Prices rose 5.4% year over year in September, according to the most recent Consumer Price Index report. It was the highest CPI figure since July 2008. The Federal Reserve’s favored inflation report, known as the Personal Consumption Expenditures: Chain-type Price Index, was up 4.3% year over year in August, the highest reading since January 1991.
Why inflation pushes rates higher
Your mortgage lender strives to charge an interest rate that’s higher than the expected long-term inflation rate. Otherwise, inflation will eat into the lender’s profits. Think of it this way: You lend a friend $10 for lunch and your friend pledges to repay it in a year at 3% interest. A year later, your friend hands you the promised $10.30. But if that same lunch now costs $10.54, you came out on the losing side of that loan. You got a 3% return, but it was exceeded by 5.4% inflation.

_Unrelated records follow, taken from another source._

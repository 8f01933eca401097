// SPDX-License-Identifier: MIT
// Copyright (c) 2026 Alfred Jean LLC

use chrono::NaiveDate;
use finetrack_core::{FineStatus, FineType, NewFine};

use crate::cli::{DetailArgs, OutputFormat};
use crate::display::{format_money, short_id};
use crate::error::Result;
use crate::service::FineService;
use crate::sync::Remote;
use crate::validate::{
    parse_date, validate_amount, validate_and_trim_description, validate_and_trim_title,
    validate_new_fine, validate_optional_field,
};

/// Raw `add` arguments, as typed by the user.
#[derive(Debug, Clone)]
pub struct NewFineInput {
    pub fine_type: FineType,
    pub title: String,
    pub amount: f64,
    pub due: String,
    pub issued: Option<String>,
    pub description: Option<String>,
    pub status: FineStatus,
    pub details: DetailArgs,
}

/// Validate and normalize user input into a fine ready for storage.
///
/// The issue date defaults to `today`. Blank optional fields are dropped.
pub fn build_new_fine(input: NewFineInput, today: NaiveDate) -> Result<NewFine> {
    let issue_date = match input.issued.as_deref() {
        Some(issued) => parse_date(issued)?,
        None => today,
    };

    let fine = NewFine {
        fine_type: input.fine_type,
        title: validate_and_trim_title(&input.title)?,
        description: validate_and_trim_description(input.description.as_deref().unwrap_or(""))?,
        amount: validate_amount(input.amount)?,
        issue_date,
        due_date: parse_date(&input.due)?,
        status: input.status,
        reference_number: optional("Reference", input.details.reference.as_deref())?,
        location: optional("Location", input.details.location.as_deref())?,
        vehicle_reg: optional("Vehicle", input.details.vehicle.as_deref())?,
        payment_link: optional("Payment link", input.details.payment_link.as_deref())?,
    };
    validate_new_fine(&fine)?;
    Ok(fine)
}

fn optional(field: &'static str, value: Option<&str>) -> Result<Option<String>> {
    match value {
        Some(value) => validate_optional_field(field, value),
        None => Ok(None),
    }
}

pub async fn run<R: Remote>(
    service: &FineService<R>,
    input: NewFineInput,
    today: NaiveDate,
    output: OutputFormat,
) -> Result<()> {
    let new = build_new_fine(input, today)?;
    let fine = service.add_fine(new).await?;

    match output {
        OutputFormat::Text => println!(
            "Added [{}] {}: {} ({})",
            fine.fine_type,
            short_id(&fine.id),
            fine.title,
            format_money(fine.amount)
        ),
        OutputFormat::Json => println!("{}", serde_json::to_string(&fine)?),
        OutputFormat::Id => println!("{}", fine.id),
    }
    Ok(())
}

#[cfg(test)]
#[path = "add_tests.rs"]
mod tests;
// SPDX-License-Identifier: MIT
// Copyright (c) 2026 Alfred Jean LLC

//! ftrs - an offline-first tracker for vehicle fines.
//!
//! This crate provides the core functionality for the `finetrack` CLI tool.
//! Fines can live on this machine, on a remote fine service, or on both,
//! with changes made offline queued and replayed when the service is back.
//!
//! # Main Components
//!
//! - [`FineService`] - Mode-independent entry point for every fine operation
//! - [`storage`] - Local record store and pending-operation queue over SQLite
//! - [`sync`] - HTTP client for the fine service and the synchronizer
//! - [`Config`] - Data directory configuration (storage mode, remote section)
//! - [`Error`] - Error types for all operations
//!
//! # Usage
//!
//! ```rust,ignore
//! use ftrs::{Workspace, commands::block_on};
//!
//! let workspace = Workspace::open(Path::new("/path/to/data"))?;
//! let service = workspace.service()?;
//! let fines = block_on(service.load_fines())??;
//! ```

mod cli;
pub mod colors;
pub mod commands;
mod display;
mod env;
pub mod help;
pub mod mode;
mod validate;

pub mod config;
pub mod error;
pub mod id;
pub mod service;
pub mod storage;
pub mod sync;
pub mod workspace;

pub use cli::{Cli, Command, DetailArgs, EditArgs, OutputFormat};
pub use config::{get_db_path, init_data_dir, resolve_data_dir, Config, RemoteConfig};
pub use env::vars as env_vars;
pub use error::{Error, Result};
pub use mode::StorageMode;
pub use service::FineService;
pub use workspace::Workspace;

use commands::add::NewFineInput;
use commands::list::ListFilter;
use commands::{block_on, today};

/// Execute a parsed command line. This is the main entry point for library
/// users and provides a testable way to run commands without process
/// execution.
pub fn run(cli: Cli) -> Result<()> {
    let data_dir = resolve_data_dir(cli.data_dir.as_deref());

    let command = match cli.command {
        Command::Init {
            mode,
            url,
            api_key,
            timeout_secs,
        } => return commands::init::run(&data_dir, mode, url, api_key, timeout_secs),
        other => other,
    };

    let workspace = Workspace::open(&data_dir)?;
    let service = workspace.service()?;
    block_on(dispatch(&workspace, &service, command))?
}

async fn dispatch(workspace: &Workspace, service: &FineService, command: Command) -> Result<()> {
    match command {
        // Handled before the workspace is opened
        Command::Init { .. } => Ok(()),
        Command::Add {
            fine_type,
            title,
            amount,
            due,
            issued,
            description,
            status,
            details,
            output,
        } => {
            let input = NewFineInput {
                fine_type,
                title,
                amount,
                due,
                issued,
                description,
                status,
                details,
            };
            commands::add::run(service, input, today(), output).await
        }
        Command::List {
            status,
            fine_type,
            overdue,
            output,
        } => {
            let filter = ListFilter {
                status,
                fine_type,
                overdue,
            };
            commands::list::run(service, filter, today(), output).await
        }
        Command::Show { id, output } => commands::show::run(service, &id, today(), output).await,
        Command::Edit { id, fields } => commands::edit::run(service, &id, &fields).await,
        Command::Pay { ids } => commands::edit::pay(service, &ids).await,
        Command::Delete { ids } => commands::delete::run(service, &ids).await,
        Command::Sync { output } => commands::sync::run(service, output).await,
        Command::Status { output } => {
            commands::status::run(
                service,
                workspace.config.remote_url(),
                &workspace.data_dir,
                output,
            )
            .await
        }
    }
}
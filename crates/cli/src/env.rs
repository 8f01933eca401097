// SPDX-License-Identifier: MIT
// Copyright (c) 2026 Alfred Jean LLC

//! Centralized environment variable access.
//!
//! The variable name constants are generated by `build.rs` and live in the
//! [`vars`] submodule.

use std::path::PathBuf;

/// Generated environment variable name constants.
pub mod vars {
    include!(concat!(env!("OUT_DIR"), "/env_vars.rs"));
}

/// Returns the value of `FINETRACK_DIR` if set and non-empty.
pub fn data_dir() -> Option<PathBuf> {
    std::env::var(vars::FINETRACK_DIR)
        .ok()
        .filter(|v| !v.is_empty())
        .map(PathBuf::from)
}

/// Returns `true` if `NO_COLOR=1`.
pub fn no_color() -> bool {
    std::env::var(vars::NO_COLOR).is_ok_and(|v| v == "1")
}

/// Returns `true` if `COLOR=1`.
pub fn force_color() -> bool {
    std::env::var(vars::COLOR).is_ok_and(|v| v == "1")
}

#[cfg(test)]
#[path = "env_tests.rs"]
mod tests;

Whether you measure it using the CPI or the PCEPI, inflation has risen steeply this year. That, by itself, is enough to lift mortgage rates. Meanwhile, the Federal Reserve’s presence in financial markets contributed to October’s mortgage rate increases.
Setting a match to the taper
When the COVID-19 pandemic provoked a recession early in 2020, the Fed responded aggressively. It slashed its benchmark federal funds rate to near zero. It also has been buying billions of dollars’ worth of government and mortgage debt every month, which effectively set a ceiling on interest rates for mortgages and other types of loans.
The Fed is expected to start scaling back, or “tapering,” the purchases of government and mortgage debt. Fed officials have signaled that the process may begin in November and conclude by the middle of 2022. Because the debt purchases are intended to help keep interest rates low, reducing those purchases might allow interest rates to rise. It’s as if mortgage rates were a kite and the Fed was letting out a couple more feet of string.
The mortgage market tries to anticipate future Fed actions, rather than reacting to the Fed’s moves after the fact. So October’s rise in mortgage rates is partially due to investors’ expectations that the Fed will begin tapering in November. Once the Fed makes it official, the effect on mortgage rates may be minimal because the market will have expected it.
Inflation is likely to remain, though, pushing mortgage rates slightly higher in November.
What happened in October
At the beginning of October, I predicted that mortgage rates would rise because investors would become increasingly convinced that the Fed would start tapering, causing them to demand higher interest rates. This was correct.